Potatoes to extend minced fish shelf life
Using a potato peel extract the researchers have successfully reduced or completely prevented the detrimental oxidation of minced fish
A group of researchers from the National Food Institute, Technical University of Denmark, have extracted a group of substances from potato peelings that prevent the development of rancid smells in minced fish.
Fish cakes are a healthy and delicious dish, but minced fish has one drawback - the minced fish meat quickly reacts with oxygen from the air, making it smell and taste rancid. However, a group of researchers at the National Food Institute have found that potato peelings counteract this.

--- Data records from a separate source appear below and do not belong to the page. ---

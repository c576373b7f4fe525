// src/scene/extrude.rs
//! Extrusion of a 2D contour into a closed, beveled solid.
//!
//! The solid is built as a stack of rings, each a copy of the contour pushed
//! outward along per-vertex miter vectors and placed at some depth:
//!
//! ```text
//!  z = -thickness ........ front bevel rings (offset grows 0 -> size)
//!  z = 0 .. depth ........ base ring + step rings (full offset)
//!  z = depth + thickness . back bevel rings (offset shrinks size -> 0)
//! ```
//!
//! Adjacent rings are stitched with quads and the first/last ring are
//! capped with an ear-clipped lid.

use crate::math::ear_clip;
use glam::{Vec2, Vec3};
use std::f32::consts::{FRAC_PI_2, SQRT_2};

#[derive(Debug, Clone, PartialEq)]
pub struct ExtrudeSettings {
    /// Length of the straight part of the solid along +Z.
    pub depth: f32,
    pub bevel_enabled: bool,
    /// How far the bevel extends in front of z=0 and behind z=depth.
    pub bevel_thickness: f32,
    /// How far the bevel pushes the outline outward.
    pub bevel_size: f32,
    pub bevel_offset: f32,
    pub bevel_segments: usize,
    /// Subdivisions of the straight part.
    pub steps: usize,
    /// Samples per curved outline segment.
    pub curve_segments: usize,
}

impl Default for ExtrudeSettings {
    fn default() -> Self {
        Self {
            depth: 0.4,
            bevel_enabled: true,
            bevel_thickness: 0.1,
            bevel_size: 0.1,
            bevel_offset: 0.0,
            bevel_segments: 10,
            steps: 2,
            curve_segments: 12,
        }
    }
}

/// A ring of the extrusion: depth along Z and outward offset of the contour.
#[derive(Debug, Clone, Copy, PartialEq)]
pub struct Ring {
    pub z: f32,
    pub offset: f32,
}

/// Depth/offset of every ring, front to back.
pub fn ring_profile(settings: &ExtrudeSettings) -> Vec<Ring> {
    let steps = settings.steps.max(1);
    let bevel_segments = if settings.bevel_enabled { settings.bevel_segments } else { 0 };
    let mut rings = Vec::with_capacity(2 * bevel_segments + steps + 1);

    let bevel_ring = |b: usize| {
        let t = b as f32 / bevel_segments as f32;
        (
            settings.bevel_thickness * (t * FRAC_PI_2).cos(),
            settings.bevel_size * (t * FRAC_PI_2).sin() + settings.bevel_offset,
        )
    };

    for b in 0..bevel_segments {
        let (dz, offset) = bevel_ring(b);
        rings.push(Ring { z: -dz, offset });
    }

    let full = if settings.bevel_enabled { settings.bevel_size + settings.bevel_offset } else { 0.0 };
    for s in 0..=steps {
        rings.push(Ring { z: settings.depth * s as f32 / steps as f32, offset: full });
    }

    for b in (0..bevel_segments).rev() {
        let (dz, offset) = bevel_ring(b);
        rings.push(Ring { z: settings.depth + dz, offset });
    }

    rings
}

/// Outward miter vector at `pt` for a counter-clockwise contour.
///
/// Moving `pt` by `offset * miter` keeps both adjacent edges parallel to the
/// originals at distance `offset`. The vector is capped at length √2 so
/// sharp corners do not spike; a hairpin turn pushes along the incoming edge.
pub fn bevel_vector(prev: Vec2, pt: Vec2, next: Vec2) -> Vec2 {
    let d_in = (pt - prev).normalize_or_zero();
    let d_out = (next - pt).normalize_or_zero();
    let n_in = Vec2::new(d_in.y, -d_in.x);
    let n_out = Vec2::new(d_out.y, -d_out.x);

    let denom = 1.0 + n_in.dot(n_out);
    if denom <= 1e-6 {
        return d_in * SQRT_2;
    }

    let miter = (n_in + n_out) / denom;
    let len2 = miter.length_squared();
    if len2 > 2.0 {
        miter * (2.0 / len2).sqrt()
    } else {
        miter
    }
}

/// Interleaved vertex for the lit and glow pipelines.
#[repr(C)]
#[derive(Copy, Clone, Debug, bytemuck::Pod, bytemuck::Zeroable)]
pub struct MeshVertex {
    pub position: [f32; 3],
    pub normal: [f32; 3],
}

impl MeshVertex {
    pub fn layout() -> wgpu::VertexBufferLayout<'static> {
        const ATTRS: [wgpu::VertexAttribute; 2] =
            wgpu::vertex_attr_array![0 => Float32x3, 1 => Float32x3];
        wgpu::VertexBufferLayout {
            array_stride: std::mem::size_of::<MeshVertex>() as wgpu::BufferAddress,
            step_mode: wgpu::VertexStepMode::Vertex,
            attributes: &ATTRS,
        }
    }
}

/// An indexed triangle mesh produced by [`extrude`].
#[derive(Debug, Clone, Default)]
pub struct ExtrudedMesh {
    positions: Vec<Vec3>,
    indices: Vec<u32>,
    ring_len: usize,
    ring_count: usize,
}

impl ExtrudedMesh {
    pub fn positions(&self) -> &[Vec3] {
        &self.positions
    }

    pub fn indices(&self) -> &[u32] {
        &self.indices
    }

    pub fn triangle_count(&self) -> usize {
        self.indices.len() / 3
    }

    /// Vertices per ring (the flattened contour length).
    pub fn ring_len(&self) -> usize {
        self.ring_len
    }

    pub fn ring_count(&self) -> usize {
        self.ring_count
    }

    pub fn triangles(&self) -> impl Iterator<Item = [Vec3; 3]> + '_ {
        self.indices.chunks_exact(3).map(|t| {
            [
                self.positions[t[0] as usize],
                self.positions[t[1] as usize],
                self.positions[t[2] as usize],
            ]
        })
    }

    /// Unwelded triangle list with one face normal per triangle.
    pub fn flat_vertices(&self) -> Vec<MeshVertex> {
        let mut out = Vec::with_capacity(self.indices.len());
        for [a, b, c] in self.triangles() {
            let normal = (b - a).cross(c - a).normalize_or_zero().to_array();
            for p in [a, b, c] {
                out.push(MeshVertex { position: p.to_array(), normal });
            }
        }
        out
    }

    /// Signed enclosed volume; positive when faces wind outward.
    pub fn signed_volume(&self) -> f32 {
        self.triangles().map(|[a, b, c]| a.dot(b.cross(c))).sum::<f32>() / 6.0
    }

    pub fn bounds(&self) -> (Vec3, Vec3) {
        self.positions.iter().fold(
            (Vec3::splat(f32::INFINITY), Vec3::splat(f32::NEG_INFINITY)),
            |(lo, hi), p| (lo.min(*p), hi.max(*p)),
        )
    }
}

/// Extrudes a counter-clockwise contour along +Z.
pub fn extrude(contour: &[Vec2], settings: &ExtrudeSettings) -> ExtrudedMesh {
    let n = contour.len();
    if n < 3 {
        return ExtrudedMesh::default();
    }

    let miters: Vec<Vec2> = (0..n)
        .map(|i| bevel_vector(contour[(i + n - 1) % n], contour[i], contour[(i + 1) % n]))
        .collect();

    let rings = ring_profile(settings);
    let mut positions = Vec::with_capacity(rings.len() * n);
    for ring in &rings {
        for (p, m) in contour.iter().zip(&miters) {
            positions.push((*p + *m * ring.offset).extend(ring.z));
        }
    }

    let lid = ear_clip(contour);
    let mut indices = Vec::with_capacity(3 * (2 * lid.len() + 2 * n * (rings.len() - 1)));

    // Front lid faces -Z: reverse the counter-clockwise lid winding.
    for t in &lid {
        indices.extend_from_slice(&[t[2], t[1], t[0]]);
    }

    let last = ((rings.len() - 1) * n) as u32;
    for t in &lid {
        indices.extend_from_slice(&[t[0] + last, t[1] + last, t[2] + last]);
    }

    for r in 0..rings.len() - 1 {
        let lo = (r * n) as u32;
        let hi = ((r + 1) * n) as u32;
        for i in 0..n as u32 {
            let j = (i + 1) % n as u32;
            let (a, b, c, d) = (lo + i, lo + j, hi + j, hi + i);
            indices.extend_from_slice(&[a, b, c, a, c, d]);
        }
    }

    log::debug!(
        "extruded contour: {} verts/ring, {} rings, {} triangles",
        n,
        rings.len(),
        indices.len() / 3
    );

    ExtrudedMesh { positions, indices, ring_len: n, ring_count: rings.len() }
}

#[cfg(test)]
mod tests {
    use super::*;
    use crate::scene::outline::HeartOutline;
    use std::collections::HashMap;

    fn square() -> Vec<Vec2> {
        vec![Vec2::ZERO, Vec2::X, Vec2::ONE, Vec2::Y]
    }

    #[test]
    fn test_ring_profile_layout() {
        let settings = ExtrudeSettings::default();
        let rings = ring_profile(&settings);
        assert_eq!(rings.len(), 2 * 10 + 2 + 1);

        let first = rings.first().unwrap();
        let last = rings.last().unwrap();
        assert!((first.z + 0.1).abs() < 1e-6);
        assert!((last.z - 0.5).abs() < 1e-6);
        assert_eq!(first.offset, 0.0);
        assert_eq!(last.offset, 0.0);

        // z strictly increases front to back
        for w in rings.windows(2) {
            assert!(w[1].z > w[0].z);
        }
        // straight part sits at full bevel size
        assert!((rings[10].z).abs() < 1e-6);
        assert!((rings[10].offset - 0.1).abs() < 1e-6);
        assert!((rings[12].z - 0.4).abs() < 1e-6);
    }

    #[test]
    fn test_ring_profile_without_bevel() {
        let settings = ExtrudeSettings { bevel_enabled: false, ..Default::default() };
        let rings = ring_profile(&settings);
        assert_eq!(rings.len(), 3);
        assert!(rings.iter().all(|r| r.offset == 0.0));
    }

    #[test]
    fn test_bevel_vector_square_corner() {
        // Counter-clockwise square corner at (1,0): outward is (+1,-1).
        let m = bevel_vector(Vec2::ZERO, Vec2::X, Vec2::ONE);
        assert!((m - Vec2::new(1.0, -1.0)).length() < 1e-6);
    }

    #[test]
    fn test_bevel_vector_straight_edge() {
        let m = bevel_vector(Vec2::ZERO, Vec2::X, Vec2::new(2.0, 0.0));
        assert!((m - Vec2::new(0.0, -1.0)).length() < 1e-6);
    }

    #[test]
    fn test_bevel_vector_capped() {
        // Very sharp spike: length is clamped to sqrt(2).
        let m = bevel_vector(Vec2::new(-1.0, -0.05), Vec2::ZERO, Vec2::new(-1.0, 0.05));
        assert!(m.length() <= SQRT_2 + 1e-5);
    }

    #[test]
    fn test_square_box_volume() {
        let settings = ExtrudeSettings { bevel_enabled: false, steps: 1, depth: 2.0, ..Default::default() };
        let mesh = extrude(&square(), &settings);
        assert!((mesh.signed_volume() - 2.0).abs() < 1e-5);
        assert_eq!(mesh.triangle_count(), 2 * 2 + 4 * 2);
    }

    /// Every directed edge must be matched by its reverse exactly once.
    fn assert_closed(mesh: &ExtrudedMesh) {
        let mut edges: HashMap<(u32, u32), i32> = HashMap::new();
        for t in mesh.indices().chunks_exact(3) {
            for (a, b) in [(t[0], t[1]), (t[1], t[2]), (t[2], t[0])] {
                *edges.entry((a, b)).or_insert(0) += 1;
            }
        }
        for (&(a, b), &count) in &edges {
            assert_eq!(count, 1, "edge {}->{} used {} times", a, b, count);
            assert_eq!(edges.get(&(b, a)), Some(&1), "edge {}->{} has no twin", a, b);
        }
    }

    #[test]
    fn test_heart_is_closed_and_outward() {
        let settings = ExtrudeSettings::default();
        let contour = HeartOutline::heart().flatten(settings.curve_segments);
        let mesh = extrude(&contour, &settings);

        assert_eq!(mesh.ring_count(), 23);
        assert_eq!(mesh.ring_len(), contour.len());
        assert_closed(&mesh);
        assert!(mesh.signed_volume() > 0.0);
    }

    #[test]
    fn test_heart_stays_closed_at_fine_tessellation() {
        for segments in [4, 24, 48, 64] {
            let settings = ExtrudeSettings { curve_segments: segments, ..Default::default() };
            let contour = HeartOutline::heart().flatten(segments);
            let mesh = extrude(&contour, &settings);
            assert_closed(&mesh);
            assert!(mesh.signed_volume() > 0.0, "{} segments", segments);
        }
    }

    #[test]
    fn test_heart_bounds_include_bevel() {
        let settings = ExtrudeSettings::default();
        let contour = HeartOutline::heart().flatten(settings.curve_segments);
        let (lo, hi) = extrude(&contour, &settings).bounds();

        assert!((lo.z + 0.1).abs() < 1e-5);
        assert!((hi.z - 0.5).abs() < 1e-5);
        assert!((hi.x - 1.7).abs() < 0.01);
        assert!((lo.x + 0.7).abs() < 0.01);
        assert!((hi.y - 1.9).abs() < 0.15);
    }

    #[test]
    fn test_flat_vertices_have_unit_normals() {
        let settings = ExtrudeSettings::default();
        let contour = HeartOutline::heart().flatten(settings.curve_segments);
        let mesh = extrude(&contour, &settings);
        let verts = mesh.flat_vertices();
        assert_eq!(verts.len(), mesh.indices().len());
        for v in &verts {
            let len = Vec3::from_array(v.normal).length();
            assert!((len - 1.0).abs() < 1e-3, "normal length {}", len);
        }
    }

    #[test]
    fn test_degenerate_contour() {
        let mesh = extrude(&[Vec2::ZERO, Vec2::X], &ExtrudeSettings::default());
        assert_eq!(mesh.triangle_count(), 0);
    }
}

Using a potato peel extract, which contains antioxidants, the researchers have successfully reduced or completely prevented the detrimental oxidation of the minced fish. The antioxidant extract is mixed with the minced fish meat through normal stirring.
The research group has not yet tried to add the extract to whole fillets of fish. Fish fillets are often glazed before freezing, and the researchers envisage that the extract could be added to the glaze by industrial processors if it is going to be used for frozen fish fillets.
Very often antioxidants would have different effects in different foods. However, the potato peel extract has proven to have the same effect in both pure oil, oil-in-water emulsions and in minced fish, which makes the results particularly interesting for the food industry.
At the National Food Institute, research into antioxidants is being conducted using real foods and not just in test-tube systems.